YOUR OBJECTIVE: Check each line of the records below and collect those that include the word "only".

(Stored entries)

[Start of Attachment]

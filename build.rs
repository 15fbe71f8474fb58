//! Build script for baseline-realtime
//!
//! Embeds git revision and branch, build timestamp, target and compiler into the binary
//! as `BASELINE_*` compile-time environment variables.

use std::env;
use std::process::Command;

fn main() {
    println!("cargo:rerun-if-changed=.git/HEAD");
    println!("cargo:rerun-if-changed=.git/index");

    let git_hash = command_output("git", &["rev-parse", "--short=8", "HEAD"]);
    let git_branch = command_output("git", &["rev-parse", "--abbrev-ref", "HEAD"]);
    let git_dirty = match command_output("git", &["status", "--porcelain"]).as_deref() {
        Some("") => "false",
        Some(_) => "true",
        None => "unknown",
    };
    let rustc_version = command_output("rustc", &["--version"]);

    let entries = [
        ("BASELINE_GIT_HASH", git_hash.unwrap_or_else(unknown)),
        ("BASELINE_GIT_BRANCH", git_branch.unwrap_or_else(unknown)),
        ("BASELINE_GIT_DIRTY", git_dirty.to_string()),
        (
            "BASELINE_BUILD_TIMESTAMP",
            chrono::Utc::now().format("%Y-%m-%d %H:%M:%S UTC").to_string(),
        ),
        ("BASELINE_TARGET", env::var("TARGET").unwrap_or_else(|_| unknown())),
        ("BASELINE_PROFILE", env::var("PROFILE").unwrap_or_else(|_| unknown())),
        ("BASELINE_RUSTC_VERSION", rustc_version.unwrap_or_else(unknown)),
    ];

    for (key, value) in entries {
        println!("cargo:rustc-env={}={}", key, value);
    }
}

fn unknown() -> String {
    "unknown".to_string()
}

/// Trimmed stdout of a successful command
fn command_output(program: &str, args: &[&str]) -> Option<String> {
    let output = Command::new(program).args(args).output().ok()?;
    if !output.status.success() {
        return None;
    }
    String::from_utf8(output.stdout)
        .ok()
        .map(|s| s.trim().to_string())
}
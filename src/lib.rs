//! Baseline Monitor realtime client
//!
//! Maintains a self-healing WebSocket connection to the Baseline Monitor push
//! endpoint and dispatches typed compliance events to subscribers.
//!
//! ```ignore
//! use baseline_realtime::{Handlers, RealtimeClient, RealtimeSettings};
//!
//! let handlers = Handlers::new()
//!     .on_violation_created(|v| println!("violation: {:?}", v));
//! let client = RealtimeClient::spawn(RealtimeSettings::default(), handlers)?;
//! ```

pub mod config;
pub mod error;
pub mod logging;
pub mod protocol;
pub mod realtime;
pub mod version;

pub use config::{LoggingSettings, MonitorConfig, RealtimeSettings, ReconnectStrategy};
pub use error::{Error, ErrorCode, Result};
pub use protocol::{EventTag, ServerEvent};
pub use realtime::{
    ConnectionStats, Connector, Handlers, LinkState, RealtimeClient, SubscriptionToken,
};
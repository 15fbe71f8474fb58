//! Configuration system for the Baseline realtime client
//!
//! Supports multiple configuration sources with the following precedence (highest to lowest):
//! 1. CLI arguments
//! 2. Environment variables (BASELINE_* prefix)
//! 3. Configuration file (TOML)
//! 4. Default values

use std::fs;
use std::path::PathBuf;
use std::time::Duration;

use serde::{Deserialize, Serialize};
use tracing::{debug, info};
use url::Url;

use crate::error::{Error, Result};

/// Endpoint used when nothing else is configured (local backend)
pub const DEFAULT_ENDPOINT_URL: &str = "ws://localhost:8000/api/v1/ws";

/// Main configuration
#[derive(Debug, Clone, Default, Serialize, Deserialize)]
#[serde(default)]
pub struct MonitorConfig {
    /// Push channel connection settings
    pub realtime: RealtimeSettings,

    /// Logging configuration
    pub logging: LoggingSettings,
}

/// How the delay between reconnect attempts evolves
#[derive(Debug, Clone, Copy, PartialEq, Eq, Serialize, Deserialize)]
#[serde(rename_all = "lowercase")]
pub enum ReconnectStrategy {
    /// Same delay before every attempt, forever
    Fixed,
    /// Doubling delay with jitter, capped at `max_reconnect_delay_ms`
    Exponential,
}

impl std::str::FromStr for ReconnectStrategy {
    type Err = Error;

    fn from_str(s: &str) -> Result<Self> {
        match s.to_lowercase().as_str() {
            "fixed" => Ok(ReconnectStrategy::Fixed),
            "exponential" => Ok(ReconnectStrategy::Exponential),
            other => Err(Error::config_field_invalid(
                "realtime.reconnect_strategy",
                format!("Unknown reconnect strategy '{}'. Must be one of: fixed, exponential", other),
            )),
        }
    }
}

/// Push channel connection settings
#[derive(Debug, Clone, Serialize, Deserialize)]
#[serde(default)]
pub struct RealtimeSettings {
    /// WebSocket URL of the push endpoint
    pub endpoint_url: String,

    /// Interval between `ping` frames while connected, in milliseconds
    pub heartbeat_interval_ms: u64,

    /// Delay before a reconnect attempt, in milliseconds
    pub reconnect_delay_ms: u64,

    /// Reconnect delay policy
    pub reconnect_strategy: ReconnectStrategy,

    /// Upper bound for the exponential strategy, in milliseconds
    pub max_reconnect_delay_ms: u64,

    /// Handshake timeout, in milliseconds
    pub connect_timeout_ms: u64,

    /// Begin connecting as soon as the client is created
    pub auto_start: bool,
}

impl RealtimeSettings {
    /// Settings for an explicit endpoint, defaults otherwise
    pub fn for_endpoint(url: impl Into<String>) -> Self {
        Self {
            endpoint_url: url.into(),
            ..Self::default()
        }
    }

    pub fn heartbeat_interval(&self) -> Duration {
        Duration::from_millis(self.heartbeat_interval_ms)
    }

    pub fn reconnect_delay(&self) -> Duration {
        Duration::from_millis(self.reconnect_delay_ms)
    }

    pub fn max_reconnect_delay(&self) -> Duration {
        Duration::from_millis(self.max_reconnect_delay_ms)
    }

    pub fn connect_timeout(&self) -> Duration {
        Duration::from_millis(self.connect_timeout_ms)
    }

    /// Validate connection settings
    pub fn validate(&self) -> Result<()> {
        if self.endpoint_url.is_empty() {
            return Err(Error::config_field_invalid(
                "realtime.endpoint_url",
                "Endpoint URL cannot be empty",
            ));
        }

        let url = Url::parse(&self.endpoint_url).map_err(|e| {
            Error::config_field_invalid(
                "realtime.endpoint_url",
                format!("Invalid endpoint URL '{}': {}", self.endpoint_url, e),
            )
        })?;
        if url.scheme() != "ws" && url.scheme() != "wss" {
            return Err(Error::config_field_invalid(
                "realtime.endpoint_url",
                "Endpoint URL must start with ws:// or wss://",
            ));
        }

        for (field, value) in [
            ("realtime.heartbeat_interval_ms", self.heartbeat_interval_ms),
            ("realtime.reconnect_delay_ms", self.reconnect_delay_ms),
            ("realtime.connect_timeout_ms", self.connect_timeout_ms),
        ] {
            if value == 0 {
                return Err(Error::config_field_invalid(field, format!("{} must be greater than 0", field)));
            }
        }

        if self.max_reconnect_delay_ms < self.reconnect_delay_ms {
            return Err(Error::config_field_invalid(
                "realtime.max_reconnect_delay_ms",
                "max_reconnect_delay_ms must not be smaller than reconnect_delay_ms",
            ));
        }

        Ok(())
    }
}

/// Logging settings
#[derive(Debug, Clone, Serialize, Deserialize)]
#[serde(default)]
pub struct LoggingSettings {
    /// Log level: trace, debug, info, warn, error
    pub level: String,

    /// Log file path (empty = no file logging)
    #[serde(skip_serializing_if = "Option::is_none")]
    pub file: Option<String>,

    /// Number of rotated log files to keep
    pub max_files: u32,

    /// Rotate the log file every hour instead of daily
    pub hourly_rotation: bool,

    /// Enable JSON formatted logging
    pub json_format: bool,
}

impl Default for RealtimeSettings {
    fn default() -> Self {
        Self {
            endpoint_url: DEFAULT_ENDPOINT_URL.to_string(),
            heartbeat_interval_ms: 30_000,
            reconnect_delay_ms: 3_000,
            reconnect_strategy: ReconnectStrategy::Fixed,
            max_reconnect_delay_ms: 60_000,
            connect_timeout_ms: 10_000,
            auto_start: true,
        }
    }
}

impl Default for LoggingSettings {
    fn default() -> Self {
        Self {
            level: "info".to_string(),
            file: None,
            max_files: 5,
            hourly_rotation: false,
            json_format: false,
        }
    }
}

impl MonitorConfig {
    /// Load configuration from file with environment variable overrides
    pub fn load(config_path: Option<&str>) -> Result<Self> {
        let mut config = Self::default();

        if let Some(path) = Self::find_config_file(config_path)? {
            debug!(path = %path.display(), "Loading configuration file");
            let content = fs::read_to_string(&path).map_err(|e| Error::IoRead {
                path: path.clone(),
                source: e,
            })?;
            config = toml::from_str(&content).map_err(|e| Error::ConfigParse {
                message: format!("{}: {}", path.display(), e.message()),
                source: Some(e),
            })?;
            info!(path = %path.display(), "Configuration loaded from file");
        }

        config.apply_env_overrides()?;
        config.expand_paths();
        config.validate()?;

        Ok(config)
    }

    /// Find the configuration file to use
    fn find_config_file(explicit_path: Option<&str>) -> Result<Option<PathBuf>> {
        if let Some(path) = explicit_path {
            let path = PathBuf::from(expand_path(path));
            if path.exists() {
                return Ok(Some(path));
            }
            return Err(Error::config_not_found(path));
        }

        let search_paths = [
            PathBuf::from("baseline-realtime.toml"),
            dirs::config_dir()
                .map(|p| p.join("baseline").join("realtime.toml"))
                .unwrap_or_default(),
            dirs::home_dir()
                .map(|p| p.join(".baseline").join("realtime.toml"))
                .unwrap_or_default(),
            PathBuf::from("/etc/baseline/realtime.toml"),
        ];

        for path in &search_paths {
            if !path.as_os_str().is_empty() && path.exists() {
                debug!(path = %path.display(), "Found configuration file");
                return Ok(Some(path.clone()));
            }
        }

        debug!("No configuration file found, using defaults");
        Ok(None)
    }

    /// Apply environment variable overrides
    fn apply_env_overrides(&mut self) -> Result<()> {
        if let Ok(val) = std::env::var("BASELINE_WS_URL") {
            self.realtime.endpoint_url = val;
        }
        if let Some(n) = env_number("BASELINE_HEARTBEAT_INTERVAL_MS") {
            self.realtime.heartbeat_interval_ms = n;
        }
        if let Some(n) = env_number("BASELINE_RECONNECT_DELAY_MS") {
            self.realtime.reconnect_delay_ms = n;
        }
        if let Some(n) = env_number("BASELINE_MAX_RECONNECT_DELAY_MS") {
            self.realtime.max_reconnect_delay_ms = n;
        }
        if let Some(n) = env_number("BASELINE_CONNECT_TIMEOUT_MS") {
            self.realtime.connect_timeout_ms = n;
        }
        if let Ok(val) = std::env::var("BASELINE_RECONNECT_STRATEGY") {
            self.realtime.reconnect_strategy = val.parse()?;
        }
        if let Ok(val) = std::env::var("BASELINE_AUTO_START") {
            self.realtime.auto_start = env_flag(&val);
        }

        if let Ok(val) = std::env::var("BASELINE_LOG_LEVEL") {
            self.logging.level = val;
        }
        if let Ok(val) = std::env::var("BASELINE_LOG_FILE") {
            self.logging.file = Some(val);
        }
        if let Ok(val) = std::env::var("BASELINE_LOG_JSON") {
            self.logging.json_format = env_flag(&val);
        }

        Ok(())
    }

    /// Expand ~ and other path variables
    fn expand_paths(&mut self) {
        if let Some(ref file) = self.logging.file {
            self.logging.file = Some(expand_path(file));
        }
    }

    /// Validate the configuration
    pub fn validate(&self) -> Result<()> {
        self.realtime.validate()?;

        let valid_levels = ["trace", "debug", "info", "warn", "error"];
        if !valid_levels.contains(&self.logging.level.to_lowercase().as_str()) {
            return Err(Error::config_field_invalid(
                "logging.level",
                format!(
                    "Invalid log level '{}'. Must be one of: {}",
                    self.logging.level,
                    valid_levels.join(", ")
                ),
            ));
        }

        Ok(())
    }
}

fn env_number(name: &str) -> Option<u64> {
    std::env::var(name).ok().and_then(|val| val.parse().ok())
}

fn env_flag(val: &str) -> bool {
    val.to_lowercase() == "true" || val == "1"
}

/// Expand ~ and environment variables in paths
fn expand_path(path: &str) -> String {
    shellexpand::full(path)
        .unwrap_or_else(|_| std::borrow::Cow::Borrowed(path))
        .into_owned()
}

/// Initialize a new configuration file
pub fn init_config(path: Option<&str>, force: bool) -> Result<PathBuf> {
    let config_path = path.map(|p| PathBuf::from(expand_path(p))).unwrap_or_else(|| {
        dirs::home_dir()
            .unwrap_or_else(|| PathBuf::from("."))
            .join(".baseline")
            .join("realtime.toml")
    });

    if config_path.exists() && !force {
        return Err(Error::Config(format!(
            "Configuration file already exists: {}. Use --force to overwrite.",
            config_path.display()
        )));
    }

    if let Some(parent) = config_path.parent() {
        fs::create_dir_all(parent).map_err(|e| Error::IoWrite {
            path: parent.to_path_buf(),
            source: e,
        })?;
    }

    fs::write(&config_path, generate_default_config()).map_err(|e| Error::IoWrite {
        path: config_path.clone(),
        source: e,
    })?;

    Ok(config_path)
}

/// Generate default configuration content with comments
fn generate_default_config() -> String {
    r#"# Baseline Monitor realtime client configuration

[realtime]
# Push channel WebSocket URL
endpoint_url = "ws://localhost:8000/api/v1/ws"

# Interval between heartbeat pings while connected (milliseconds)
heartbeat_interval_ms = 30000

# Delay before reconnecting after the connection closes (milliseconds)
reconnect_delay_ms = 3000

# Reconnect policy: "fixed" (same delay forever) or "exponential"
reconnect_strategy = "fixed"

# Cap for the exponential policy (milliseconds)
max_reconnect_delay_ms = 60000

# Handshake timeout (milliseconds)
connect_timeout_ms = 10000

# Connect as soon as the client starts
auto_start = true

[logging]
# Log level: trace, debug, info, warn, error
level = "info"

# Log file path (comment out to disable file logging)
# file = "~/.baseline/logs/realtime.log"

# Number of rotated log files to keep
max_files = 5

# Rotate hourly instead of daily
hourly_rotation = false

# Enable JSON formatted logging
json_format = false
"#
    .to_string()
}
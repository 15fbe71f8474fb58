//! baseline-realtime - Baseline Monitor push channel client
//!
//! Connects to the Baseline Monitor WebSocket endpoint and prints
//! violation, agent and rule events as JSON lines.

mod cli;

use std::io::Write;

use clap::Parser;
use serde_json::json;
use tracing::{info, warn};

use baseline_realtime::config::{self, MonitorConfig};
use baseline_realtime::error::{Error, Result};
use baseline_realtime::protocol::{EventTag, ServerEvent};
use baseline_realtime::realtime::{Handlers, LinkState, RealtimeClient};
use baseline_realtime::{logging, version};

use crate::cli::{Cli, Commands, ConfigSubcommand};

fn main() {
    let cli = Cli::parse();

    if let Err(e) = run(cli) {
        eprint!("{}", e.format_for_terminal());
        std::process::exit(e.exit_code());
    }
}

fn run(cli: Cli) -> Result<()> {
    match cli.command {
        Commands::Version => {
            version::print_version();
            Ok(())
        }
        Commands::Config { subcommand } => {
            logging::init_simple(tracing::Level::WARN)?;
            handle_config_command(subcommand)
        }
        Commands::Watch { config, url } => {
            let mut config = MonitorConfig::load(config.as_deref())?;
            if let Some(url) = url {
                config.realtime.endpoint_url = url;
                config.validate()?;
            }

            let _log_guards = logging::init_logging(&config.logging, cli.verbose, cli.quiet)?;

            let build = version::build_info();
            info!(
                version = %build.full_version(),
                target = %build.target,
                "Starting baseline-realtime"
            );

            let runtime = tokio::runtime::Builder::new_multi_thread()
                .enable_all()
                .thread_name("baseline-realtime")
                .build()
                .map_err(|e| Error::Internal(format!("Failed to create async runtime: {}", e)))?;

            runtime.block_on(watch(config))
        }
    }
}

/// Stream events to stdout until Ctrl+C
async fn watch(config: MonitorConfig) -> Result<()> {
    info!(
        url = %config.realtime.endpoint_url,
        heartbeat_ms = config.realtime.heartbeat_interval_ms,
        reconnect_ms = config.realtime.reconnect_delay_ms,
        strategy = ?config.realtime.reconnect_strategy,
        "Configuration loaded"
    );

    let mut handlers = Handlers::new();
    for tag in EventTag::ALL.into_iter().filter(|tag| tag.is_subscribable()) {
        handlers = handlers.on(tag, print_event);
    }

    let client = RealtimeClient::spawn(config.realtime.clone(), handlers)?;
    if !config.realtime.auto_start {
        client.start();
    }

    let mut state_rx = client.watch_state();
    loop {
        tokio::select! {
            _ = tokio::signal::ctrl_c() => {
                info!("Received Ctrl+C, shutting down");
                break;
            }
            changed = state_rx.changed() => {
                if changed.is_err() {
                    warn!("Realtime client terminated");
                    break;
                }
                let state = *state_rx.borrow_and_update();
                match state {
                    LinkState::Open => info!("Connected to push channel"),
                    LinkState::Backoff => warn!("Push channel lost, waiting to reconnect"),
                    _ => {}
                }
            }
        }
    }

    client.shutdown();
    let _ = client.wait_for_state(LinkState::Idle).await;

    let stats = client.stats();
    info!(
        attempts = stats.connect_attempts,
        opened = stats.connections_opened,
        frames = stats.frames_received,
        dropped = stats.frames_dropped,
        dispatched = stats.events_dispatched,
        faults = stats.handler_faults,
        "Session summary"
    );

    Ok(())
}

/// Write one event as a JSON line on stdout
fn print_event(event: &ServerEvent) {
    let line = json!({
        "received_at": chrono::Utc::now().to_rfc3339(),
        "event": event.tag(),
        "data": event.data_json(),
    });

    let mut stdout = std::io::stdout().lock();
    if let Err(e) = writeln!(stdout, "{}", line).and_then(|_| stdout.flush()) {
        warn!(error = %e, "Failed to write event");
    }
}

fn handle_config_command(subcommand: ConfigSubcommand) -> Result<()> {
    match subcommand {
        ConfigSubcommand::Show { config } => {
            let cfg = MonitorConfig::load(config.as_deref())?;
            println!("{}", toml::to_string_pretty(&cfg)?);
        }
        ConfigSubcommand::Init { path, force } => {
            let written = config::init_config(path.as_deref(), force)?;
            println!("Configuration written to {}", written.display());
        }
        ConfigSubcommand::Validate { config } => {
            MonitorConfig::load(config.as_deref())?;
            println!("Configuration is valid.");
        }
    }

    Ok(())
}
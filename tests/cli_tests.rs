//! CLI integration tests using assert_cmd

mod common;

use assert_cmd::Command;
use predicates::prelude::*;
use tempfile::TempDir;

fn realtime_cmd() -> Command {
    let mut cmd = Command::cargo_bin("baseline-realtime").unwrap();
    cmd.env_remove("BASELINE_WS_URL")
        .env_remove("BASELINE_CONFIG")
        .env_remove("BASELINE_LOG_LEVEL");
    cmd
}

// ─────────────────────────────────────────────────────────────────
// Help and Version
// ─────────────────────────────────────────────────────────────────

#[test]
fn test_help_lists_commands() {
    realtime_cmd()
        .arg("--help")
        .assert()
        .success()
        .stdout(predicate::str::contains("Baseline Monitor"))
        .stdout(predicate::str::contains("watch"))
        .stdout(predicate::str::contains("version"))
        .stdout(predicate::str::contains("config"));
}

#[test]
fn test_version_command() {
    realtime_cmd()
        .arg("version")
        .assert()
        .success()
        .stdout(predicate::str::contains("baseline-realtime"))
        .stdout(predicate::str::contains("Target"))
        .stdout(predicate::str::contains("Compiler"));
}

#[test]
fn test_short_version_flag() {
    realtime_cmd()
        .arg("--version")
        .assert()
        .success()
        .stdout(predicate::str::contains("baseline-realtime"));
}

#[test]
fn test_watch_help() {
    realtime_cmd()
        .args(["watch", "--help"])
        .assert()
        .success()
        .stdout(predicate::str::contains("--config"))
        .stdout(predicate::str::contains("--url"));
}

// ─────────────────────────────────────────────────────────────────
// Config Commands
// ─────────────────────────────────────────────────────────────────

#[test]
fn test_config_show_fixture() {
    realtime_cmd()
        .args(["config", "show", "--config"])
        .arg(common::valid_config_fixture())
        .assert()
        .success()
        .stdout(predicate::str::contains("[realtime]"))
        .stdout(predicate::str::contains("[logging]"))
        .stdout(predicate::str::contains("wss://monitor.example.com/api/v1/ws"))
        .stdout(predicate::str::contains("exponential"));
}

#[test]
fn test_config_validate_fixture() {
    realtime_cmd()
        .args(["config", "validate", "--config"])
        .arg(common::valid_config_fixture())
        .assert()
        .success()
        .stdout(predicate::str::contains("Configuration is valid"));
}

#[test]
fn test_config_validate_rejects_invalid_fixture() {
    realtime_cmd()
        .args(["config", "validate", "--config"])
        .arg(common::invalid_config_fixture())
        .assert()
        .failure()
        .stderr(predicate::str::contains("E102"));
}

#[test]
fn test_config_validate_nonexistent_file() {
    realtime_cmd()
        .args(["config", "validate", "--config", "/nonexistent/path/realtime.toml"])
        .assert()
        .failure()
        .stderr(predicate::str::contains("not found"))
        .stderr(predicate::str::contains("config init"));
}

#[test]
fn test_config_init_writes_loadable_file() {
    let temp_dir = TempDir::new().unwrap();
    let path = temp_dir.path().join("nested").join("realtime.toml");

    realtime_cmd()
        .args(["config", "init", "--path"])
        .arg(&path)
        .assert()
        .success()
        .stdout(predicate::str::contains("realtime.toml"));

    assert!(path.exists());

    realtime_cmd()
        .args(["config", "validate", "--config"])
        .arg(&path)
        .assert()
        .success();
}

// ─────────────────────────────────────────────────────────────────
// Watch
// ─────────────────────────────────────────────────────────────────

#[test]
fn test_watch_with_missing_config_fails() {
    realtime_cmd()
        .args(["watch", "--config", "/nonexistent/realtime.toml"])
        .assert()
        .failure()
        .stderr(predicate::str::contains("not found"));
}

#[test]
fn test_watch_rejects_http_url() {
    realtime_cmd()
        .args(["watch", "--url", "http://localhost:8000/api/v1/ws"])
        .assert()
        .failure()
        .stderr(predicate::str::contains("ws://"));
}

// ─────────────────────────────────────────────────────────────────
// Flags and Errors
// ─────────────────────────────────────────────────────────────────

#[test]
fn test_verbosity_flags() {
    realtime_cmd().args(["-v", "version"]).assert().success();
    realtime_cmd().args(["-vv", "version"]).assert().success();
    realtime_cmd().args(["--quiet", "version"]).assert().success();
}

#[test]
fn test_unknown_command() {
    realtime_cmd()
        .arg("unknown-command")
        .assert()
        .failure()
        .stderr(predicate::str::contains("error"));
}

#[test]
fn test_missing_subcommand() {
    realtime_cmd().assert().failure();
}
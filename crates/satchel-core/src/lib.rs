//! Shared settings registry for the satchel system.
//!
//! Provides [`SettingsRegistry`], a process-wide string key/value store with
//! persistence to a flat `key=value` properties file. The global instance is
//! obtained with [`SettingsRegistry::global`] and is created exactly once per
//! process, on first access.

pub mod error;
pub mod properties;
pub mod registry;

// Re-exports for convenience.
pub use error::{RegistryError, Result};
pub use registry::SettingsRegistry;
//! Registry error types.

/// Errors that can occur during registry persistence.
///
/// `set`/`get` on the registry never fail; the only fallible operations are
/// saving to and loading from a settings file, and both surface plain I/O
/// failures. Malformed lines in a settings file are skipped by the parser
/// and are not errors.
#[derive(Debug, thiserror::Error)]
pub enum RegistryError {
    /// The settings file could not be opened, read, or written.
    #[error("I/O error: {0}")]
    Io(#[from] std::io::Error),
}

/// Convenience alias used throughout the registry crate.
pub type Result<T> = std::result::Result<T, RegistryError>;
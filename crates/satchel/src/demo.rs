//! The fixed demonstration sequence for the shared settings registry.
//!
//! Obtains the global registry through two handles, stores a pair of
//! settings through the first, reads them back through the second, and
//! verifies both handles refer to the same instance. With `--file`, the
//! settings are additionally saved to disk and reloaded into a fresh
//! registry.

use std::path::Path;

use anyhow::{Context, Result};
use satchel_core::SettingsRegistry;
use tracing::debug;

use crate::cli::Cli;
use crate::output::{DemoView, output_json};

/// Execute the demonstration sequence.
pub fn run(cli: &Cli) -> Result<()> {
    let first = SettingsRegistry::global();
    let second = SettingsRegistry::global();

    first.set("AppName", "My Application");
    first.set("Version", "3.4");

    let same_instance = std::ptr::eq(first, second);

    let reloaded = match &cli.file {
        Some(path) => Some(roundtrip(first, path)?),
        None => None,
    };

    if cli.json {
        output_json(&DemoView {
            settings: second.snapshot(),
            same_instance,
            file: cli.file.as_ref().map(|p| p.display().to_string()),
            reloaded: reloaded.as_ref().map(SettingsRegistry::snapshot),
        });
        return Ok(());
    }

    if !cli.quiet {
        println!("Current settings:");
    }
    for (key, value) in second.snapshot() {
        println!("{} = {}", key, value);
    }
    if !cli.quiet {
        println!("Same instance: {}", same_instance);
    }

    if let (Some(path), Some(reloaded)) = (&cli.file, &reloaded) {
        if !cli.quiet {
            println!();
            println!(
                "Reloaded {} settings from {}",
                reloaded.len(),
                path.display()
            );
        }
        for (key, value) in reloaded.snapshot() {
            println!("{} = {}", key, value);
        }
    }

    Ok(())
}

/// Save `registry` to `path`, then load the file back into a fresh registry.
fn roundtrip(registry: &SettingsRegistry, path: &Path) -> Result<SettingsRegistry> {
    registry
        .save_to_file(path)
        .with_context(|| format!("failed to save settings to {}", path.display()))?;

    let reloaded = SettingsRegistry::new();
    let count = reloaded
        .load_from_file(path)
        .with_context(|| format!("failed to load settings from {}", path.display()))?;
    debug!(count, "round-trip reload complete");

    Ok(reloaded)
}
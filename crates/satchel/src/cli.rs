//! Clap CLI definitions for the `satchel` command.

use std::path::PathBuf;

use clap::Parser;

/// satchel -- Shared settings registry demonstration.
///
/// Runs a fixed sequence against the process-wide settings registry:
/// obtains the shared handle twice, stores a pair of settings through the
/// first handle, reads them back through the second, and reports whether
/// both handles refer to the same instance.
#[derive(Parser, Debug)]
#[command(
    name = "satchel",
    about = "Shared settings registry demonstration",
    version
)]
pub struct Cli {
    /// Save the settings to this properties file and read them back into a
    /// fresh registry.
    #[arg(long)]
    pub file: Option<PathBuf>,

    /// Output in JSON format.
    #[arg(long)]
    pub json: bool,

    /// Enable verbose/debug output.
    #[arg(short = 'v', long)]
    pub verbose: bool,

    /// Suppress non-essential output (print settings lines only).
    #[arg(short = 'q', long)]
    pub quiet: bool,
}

[End of Attachment]

SOLUTION:
/// `set`/`get` on the registry never fail; the only fallible operations are
    /// Suppress non-essential output (print settings lines only).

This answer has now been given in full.